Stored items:
____________________
// =============================================================================
// Strategy selector — regime/volatility table with debounce and cooldown
// =============================================================================
//
// Routing table (confidence < 0.5 forces GRID):
//
//   regime     | ATR% < 2              | ATR% >= 2
//   -----------+-----------------------+----------------------
//   BULL       | BREAKOUT              | BREAKOUT
//   BEAR       | DCA                   | VOLATILITY_SURVIVAL
//   SIDEWAYS   | GRID                  | BREAKOUT
//   HIGH_VOL   | VOLATILITY_SURVIVAL   | VOLATILITY_SURVIVAL
//
// Transitions are debounced: the same new choice must be observed for N
// consecutive ticks before the switch, and a cooldown applies after any
// switch. Debounce state is per market.
// =============================================================================

use std::collections::HashMap;
use std::sync::Arc;

use chrono::{DateTime, Duration, Utc};
use parking_lot::RwLock;
use tracing::{debug, info};

use crate::config_store::ConfigStore;
use crate::regime::{RegimeAnalysis, RegimeKind};
use crate::types::{normalize_market, StrategyCode};

const DEFAULT_DEBOUNCE_TICKS: i64 = 3;
const DEFAULT_COOLDOWN_SECS: i64 = 3600;
/// Below this regime confidence the selector stays conservative.
const LOW_CONFIDENCE: f64 = 0.5;

/// The pure routing function of (regime, confidence, ATR%).
pub fn route(analysis: &RegimeAnalysis) -> StrategyCode {
    if analysis.confidence < LOW_CONFIDENCE {
        return StrategyCode::Grid;
    }
    let high_vol = analysis.atr_percent >= 2.0;
    match (analysis.regime, high_vol) {
        (RegimeKind::Bull, _) => StrategyCode::Breakout,
        (RegimeKind::Bear, false) => StrategyCode::Dca,
        (RegimeKind::Bear, true) => StrategyCode::VolatilitySurvival,
        (RegimeKind::Sideways, false) => StrategyCode::Grid,
        (RegimeKind::Sideways, true) => StrategyCode::Breakout,
        (RegimeKind::HighVol, _) => StrategyCode::VolatilitySurvival,
    }
}

#[derive(Debug, Clone)]
struct MarketSelection {
    active: StrategyCode,
    pending: Option<StrategyCode>,
    pending_ticks: i64,
    last_switch: DateTime<Utc>,
}

/// Per-market engine selection with hysteresis.
pub struct StrategySelector {
    config: Arc<ConfigStore>,
    states: RwLock<HashMap<String, MarketSelection>>,
}

impl StrategySelector {
    pub fn new(config: Arc<ConfigStore>) -> Self {
        Self {
            config,
            states: RwLock::new(HashMap::new()),
        }
    }

    fn debounce_ticks(&self) -> i64 {
        self.config
            .get_i64("selector.debounce_ticks", DEFAULT_DEBOUNCE_TICKS)
            .max(1)
    }

    fn cooldown_secs(&self) -> i64 {
        self.config
            .get_i64("selector.cooldown_secs", DEFAULT_COOLDOWN_SECS)
            .max(0)
    }

    /// Pick the engine for this market's tick.
    pub fn select(&self, market: &str, analysis: &RegimeAnalysis) -> StrategyCode {
        let market = normalize_market(market);
        let desired = route(analysis);
        let debounce = self.debounce_ticks();
        let cooldown = Duration::seconds(self.cooldown_secs());
        let now = Utc::now();

        let mut states = self.states.write();
        let state = states.entry(market.clone()).or_insert_with(|| {
            debug!(market = %market, strategy = %desired, "selector initialised");
            MarketSelection {
                active: desired,
                pending: None,
                pending_ticks: 0,
                last_switch: now - cooldown, // free to switch immediately
            }
        });

        if desired == state.active {
            state.pending = None;
            state.pending_ticks = 0;
            return state.active;
        }

        // A different choice: count consecutive observations of it.
        if state.pending == Some(desired) {
            state.pending_ticks += 1;
        } else {
            state.pending = Some(desired);
            state.pending_ticks = 1;
        }

        let cooled_down = now - state.last_switch >= cooldown;
        if state.pending_ticks >= debounce && cooled_down {
            info!(
                market = %market,
                from = %state.active,
                to = %desired,
                ticks = state.pending_ticks,
                "strategy switched"
            );
            state.active = desired;
            state.pending = None;
            state.pending_ticks = 0;
            state.last_switch = now;
        }

        state.active
    }

    /// Currently active engine for a market, if one was ever selected.
    pub fn active(&self, market: &str) -> Option<StrategyCode> {
        self.states
            .read()
            .get(&normalize_market(market))
            .map(|s| s.active)
    }

    #[cfg(test)]
    fn force_last_switch(&self, market: &str, at: DateTime<Utc>) {
        if let Some(state) = self.states.write().get_mut(&normalize_market(market)) {
            state.last_switch = at;
        }
    }
}

// =============================================================================
// Tests
// =============================================================================

#[cfg(test)]
mod tests {
    use super::*;
    use crate::persistence::database::memory_pool;
    use crate::persistence::ConfigRepository;

    fn analysis(regime: RegimeKind, atr_percent: f64, confidence: f64) -> RegimeAnalysis {
        RegimeAnalysis {
            regime,
            adx: 30.0,
            atr_percent,
            confidence,
        }
    }

    async fn selector() -> StrategySelector {
        let config = Arc::new(
            ConfigStore::load(ConfigRepository::new(memory_pool().await))
                .await
                .unwrap(),
        );
        StrategySelector::new(config)
    }

    #[test]
    fn routing_table_by_regime_and_volatility() {
        use RegimeKind::*;
        use StrategyCode::*;
        assert_eq!(route(&analysis(Bull, 1.0, 0.8)), Breakout);
        assert_eq!(route(&analysis(Bull, 3.0, 0.8)), Breakout);
        assert_eq!(route(&analysis(Bear, 1.0, 0.8)), Dca);
        assert_eq!(route(&analysis(Bear, 3.0, 0.8)), VolatilitySurvival);
        assert_eq!(route(&analysis(Sideways, 1.0, 0.8)), Grid);
        assert_eq!(route(&analysis(Sideways, 3.0, 0.8)), Breakout);
        assert_eq!(route(&analysis(HighVol, 1.0, 0.8)), VolatilitySurvival);
        assert_eq!(route(&analysis(HighVol, 3.0, 0.8)), VolatilitySurvival);
    }

    #[test]
    fn low_confidence_forces_grid() {
        assert_eq!(
            route(&analysis(RegimeKind::Bull, 1.0, 0.3)),
            StrategyCode::Grid
        );
        assert_eq!(
            route(&analysis(RegimeKind::HighVol, 3.0, 0.49)),
            StrategyCode::Grid
        );
    }

    #[tokio::test]
    async fn switch_requires_consecutive_observations() {
        let sel = selector().await;
        let bull = analysis(RegimeKind::Bull, 1.0, 0.8);
        let bear = analysis(RegimeKind::Bear, 1.0, 0.8);

        assert_eq!(sel.select("BTC-USDT", &bull), StrategyCode::Breakout);

        // Two bear ticks are not enough with debounce 3.
        assert_eq!(sel.select("BTC-USDT", &bear), StrategyCode::Breakout);
        assert_eq!(sel.select("BTC-USDT", &bear), StrategyCode::Breakout);
        // Third consecutive observation flips it.
        assert_eq!(sel.select("BTC-USDT", &bear), StrategyCode::Dca);
    }

    #[tokio::test]
    async fn interrupted_streak_resets_debounce() {
        let sel = selector().await;
        let bull = analysis(RegimeKind::Bull, 1.0, 0.8);
        let bear = analysis(RegimeKind::Bear, 1.0, 0.8);

        sel.select("BTC-USDT", &bull);
        sel.select("BTC-USDT", &bear);
        sel.select("BTC-USDT", &bear);
        // Back to bull: streak resets.
        assert_eq!(sel.select("BTC-USDT", &bull), StrategyCode::Breakout);
        sel.select("BTC-USDT", &bear);
        sel.select("BTC-USDT", &bear);
        assert_eq!(sel.select("BTC-USDT", &bull), StrategyCode::Breakout);
    }

    #[tokio::test]
    async fn cooldown_blocks_rapid_flapping() {
        let sel = selector().await;
        let bull = analysis(RegimeKind::Bull, 1.0, 0.8);
        let bear = analysis(RegimeKind::Bear, 1.0, 0.8);

        sel.select("BTC-USDT", &bull);
        for _ in 0..3 {
            sel.select("BTC-USDT", &bear);
        }
        assert_eq!(sel.active("BTC-USDT"), Some(StrategyCode::Dca));

        // Immediately try to flip back: debounce satisfied but cooldown holds.
        for _ in 0..5 {
            assert_eq!(sel.select("BTC-USDT", &bull), StrategyCode::Dca);
        }

        // Expire the cooldown and the pending streak completes the switch.
        sel.force_last_switch("BTC-USDT", Utc::now() - Duration::seconds(7200));
        assert_eq!(sel.select("BTC-USDT", &bull), StrategyCode::Breakout);
    }

    #[tokio::test]
    async fn debounce_state_is_per_market() {
        let sel = selector().await;
        let bull = analysis(RegimeKind::Bull, 1.0, 0.8);
        let bear = analysis(RegimeKind::Bear, 1.0, 0.8);

        sel.select("BTC-USDT", &bull);
        sel.select("ETH-USDT", &bull);
        sel.select("BTC-USDT", &bear);
        sel.select("BTC-USDT", &bear);
        sel.select("BTC-USDT", &bear);

        assert_eq!(sel.active("BTC-USDT"), Some(StrategyCode::Dca));
        assert_eq!(sel.active("ETH-USDT"), Some(StrategyCode::Breakout));
    }
}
____________________
Assigned task: If the word "MarketSelection" appears in a line above, copy that line.

Problem solution:
struct MarketSelection {
    states: RwLock<HashMap<String, MarketSelection>>,
            MarketSelection {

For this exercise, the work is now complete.